Task prompt: What must be returned is the number of lines in the records holding the word "utils", with no other text.

Collected data:
--
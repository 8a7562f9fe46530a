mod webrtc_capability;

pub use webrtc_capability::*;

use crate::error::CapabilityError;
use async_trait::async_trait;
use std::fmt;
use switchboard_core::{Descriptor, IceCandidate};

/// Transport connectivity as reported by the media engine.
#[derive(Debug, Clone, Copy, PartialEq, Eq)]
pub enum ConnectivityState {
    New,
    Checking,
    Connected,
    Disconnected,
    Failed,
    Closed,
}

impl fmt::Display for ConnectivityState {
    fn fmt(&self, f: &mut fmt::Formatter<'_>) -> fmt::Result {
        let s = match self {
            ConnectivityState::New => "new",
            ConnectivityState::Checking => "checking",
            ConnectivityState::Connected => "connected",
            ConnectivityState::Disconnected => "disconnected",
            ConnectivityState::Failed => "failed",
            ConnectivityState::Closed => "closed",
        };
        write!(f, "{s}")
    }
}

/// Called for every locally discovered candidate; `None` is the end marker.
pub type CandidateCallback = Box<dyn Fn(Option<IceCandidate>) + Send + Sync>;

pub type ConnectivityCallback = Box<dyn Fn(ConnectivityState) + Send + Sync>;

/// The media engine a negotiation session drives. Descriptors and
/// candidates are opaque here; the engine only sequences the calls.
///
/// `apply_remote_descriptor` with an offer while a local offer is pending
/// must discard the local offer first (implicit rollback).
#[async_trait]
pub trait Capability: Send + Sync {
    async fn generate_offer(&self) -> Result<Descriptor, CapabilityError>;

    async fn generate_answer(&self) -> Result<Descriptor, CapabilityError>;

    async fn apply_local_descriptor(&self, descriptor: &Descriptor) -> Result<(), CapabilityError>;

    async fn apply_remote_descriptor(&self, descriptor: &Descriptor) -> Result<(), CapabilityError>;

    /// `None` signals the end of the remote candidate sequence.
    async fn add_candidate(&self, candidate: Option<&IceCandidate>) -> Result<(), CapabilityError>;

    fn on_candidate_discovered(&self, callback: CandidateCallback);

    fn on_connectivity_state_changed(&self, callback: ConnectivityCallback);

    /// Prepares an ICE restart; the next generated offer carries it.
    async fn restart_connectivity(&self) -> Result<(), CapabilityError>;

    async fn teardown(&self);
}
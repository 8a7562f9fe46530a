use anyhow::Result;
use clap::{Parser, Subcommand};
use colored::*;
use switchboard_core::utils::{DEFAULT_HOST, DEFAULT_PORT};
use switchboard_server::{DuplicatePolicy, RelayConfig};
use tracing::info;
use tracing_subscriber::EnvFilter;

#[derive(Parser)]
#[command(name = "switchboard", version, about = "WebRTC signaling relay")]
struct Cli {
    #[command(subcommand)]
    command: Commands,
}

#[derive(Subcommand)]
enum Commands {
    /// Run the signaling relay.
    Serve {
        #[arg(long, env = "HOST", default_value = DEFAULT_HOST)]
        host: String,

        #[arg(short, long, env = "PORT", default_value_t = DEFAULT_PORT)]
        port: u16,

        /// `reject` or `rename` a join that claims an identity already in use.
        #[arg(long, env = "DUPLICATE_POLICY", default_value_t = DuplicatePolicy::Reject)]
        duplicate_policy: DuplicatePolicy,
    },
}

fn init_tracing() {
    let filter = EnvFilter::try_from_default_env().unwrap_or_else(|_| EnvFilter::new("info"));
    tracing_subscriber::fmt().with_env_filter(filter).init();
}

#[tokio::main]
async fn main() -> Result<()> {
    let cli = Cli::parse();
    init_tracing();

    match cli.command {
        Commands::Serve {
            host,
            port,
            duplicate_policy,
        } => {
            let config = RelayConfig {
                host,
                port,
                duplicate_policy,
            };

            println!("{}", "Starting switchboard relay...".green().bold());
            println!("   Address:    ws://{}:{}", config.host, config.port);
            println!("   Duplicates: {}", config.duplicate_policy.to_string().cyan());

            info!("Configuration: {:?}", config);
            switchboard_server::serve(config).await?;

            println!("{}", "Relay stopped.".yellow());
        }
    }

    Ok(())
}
--
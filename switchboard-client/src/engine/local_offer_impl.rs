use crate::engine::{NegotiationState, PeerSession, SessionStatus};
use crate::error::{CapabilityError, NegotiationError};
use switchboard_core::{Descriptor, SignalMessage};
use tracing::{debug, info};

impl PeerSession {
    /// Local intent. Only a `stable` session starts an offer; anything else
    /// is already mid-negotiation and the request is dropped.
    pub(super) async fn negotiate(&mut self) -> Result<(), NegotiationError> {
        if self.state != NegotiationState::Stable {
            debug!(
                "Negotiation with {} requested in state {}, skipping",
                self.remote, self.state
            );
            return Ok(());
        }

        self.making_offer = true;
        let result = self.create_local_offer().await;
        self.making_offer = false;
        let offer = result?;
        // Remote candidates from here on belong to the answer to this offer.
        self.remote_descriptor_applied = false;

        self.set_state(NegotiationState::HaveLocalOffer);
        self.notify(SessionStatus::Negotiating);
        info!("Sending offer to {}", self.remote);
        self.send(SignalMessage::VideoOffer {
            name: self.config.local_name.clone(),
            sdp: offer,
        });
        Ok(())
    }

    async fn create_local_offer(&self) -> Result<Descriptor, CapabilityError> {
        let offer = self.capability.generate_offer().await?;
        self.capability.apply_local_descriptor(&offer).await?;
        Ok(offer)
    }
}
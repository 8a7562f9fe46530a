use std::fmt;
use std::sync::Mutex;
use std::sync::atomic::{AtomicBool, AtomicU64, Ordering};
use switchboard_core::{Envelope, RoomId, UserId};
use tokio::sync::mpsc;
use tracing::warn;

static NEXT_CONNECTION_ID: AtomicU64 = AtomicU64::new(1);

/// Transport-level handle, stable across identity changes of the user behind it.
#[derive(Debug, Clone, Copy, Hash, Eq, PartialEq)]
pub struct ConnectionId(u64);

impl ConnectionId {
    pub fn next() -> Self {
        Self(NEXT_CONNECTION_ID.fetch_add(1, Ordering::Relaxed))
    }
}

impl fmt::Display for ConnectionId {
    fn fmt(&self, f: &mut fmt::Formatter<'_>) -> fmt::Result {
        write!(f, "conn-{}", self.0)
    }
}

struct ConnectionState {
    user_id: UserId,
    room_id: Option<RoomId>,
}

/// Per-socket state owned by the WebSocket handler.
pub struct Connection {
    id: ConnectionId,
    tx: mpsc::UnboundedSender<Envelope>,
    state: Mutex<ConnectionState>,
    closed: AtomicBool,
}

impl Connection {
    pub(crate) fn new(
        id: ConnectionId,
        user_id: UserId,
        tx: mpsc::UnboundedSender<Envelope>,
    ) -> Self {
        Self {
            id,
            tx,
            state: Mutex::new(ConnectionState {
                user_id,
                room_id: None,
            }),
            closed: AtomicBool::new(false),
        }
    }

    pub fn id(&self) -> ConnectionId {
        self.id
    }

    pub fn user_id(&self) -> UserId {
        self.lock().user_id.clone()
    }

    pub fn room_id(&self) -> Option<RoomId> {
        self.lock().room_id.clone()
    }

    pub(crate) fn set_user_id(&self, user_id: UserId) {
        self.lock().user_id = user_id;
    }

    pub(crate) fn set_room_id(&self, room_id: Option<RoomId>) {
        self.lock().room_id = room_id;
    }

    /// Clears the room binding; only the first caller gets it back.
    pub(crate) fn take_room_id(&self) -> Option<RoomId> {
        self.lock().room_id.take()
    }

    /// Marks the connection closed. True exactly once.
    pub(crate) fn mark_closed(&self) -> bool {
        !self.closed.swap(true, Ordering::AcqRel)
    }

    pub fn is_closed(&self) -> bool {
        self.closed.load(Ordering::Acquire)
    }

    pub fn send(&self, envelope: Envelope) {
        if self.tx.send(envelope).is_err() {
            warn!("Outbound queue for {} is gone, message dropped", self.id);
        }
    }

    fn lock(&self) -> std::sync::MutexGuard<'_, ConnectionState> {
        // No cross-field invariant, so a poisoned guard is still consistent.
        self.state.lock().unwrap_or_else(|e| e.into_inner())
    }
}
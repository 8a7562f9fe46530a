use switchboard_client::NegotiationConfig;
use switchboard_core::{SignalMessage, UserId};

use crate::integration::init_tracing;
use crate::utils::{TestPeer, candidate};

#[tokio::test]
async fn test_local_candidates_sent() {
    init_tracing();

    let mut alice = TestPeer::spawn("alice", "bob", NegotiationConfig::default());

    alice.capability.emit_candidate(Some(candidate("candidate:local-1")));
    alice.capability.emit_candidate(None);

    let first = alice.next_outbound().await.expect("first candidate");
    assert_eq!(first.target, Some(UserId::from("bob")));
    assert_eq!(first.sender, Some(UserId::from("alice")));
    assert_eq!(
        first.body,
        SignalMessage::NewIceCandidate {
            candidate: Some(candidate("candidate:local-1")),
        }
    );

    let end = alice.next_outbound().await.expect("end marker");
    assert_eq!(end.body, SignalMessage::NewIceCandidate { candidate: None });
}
--
Answer to this task: 2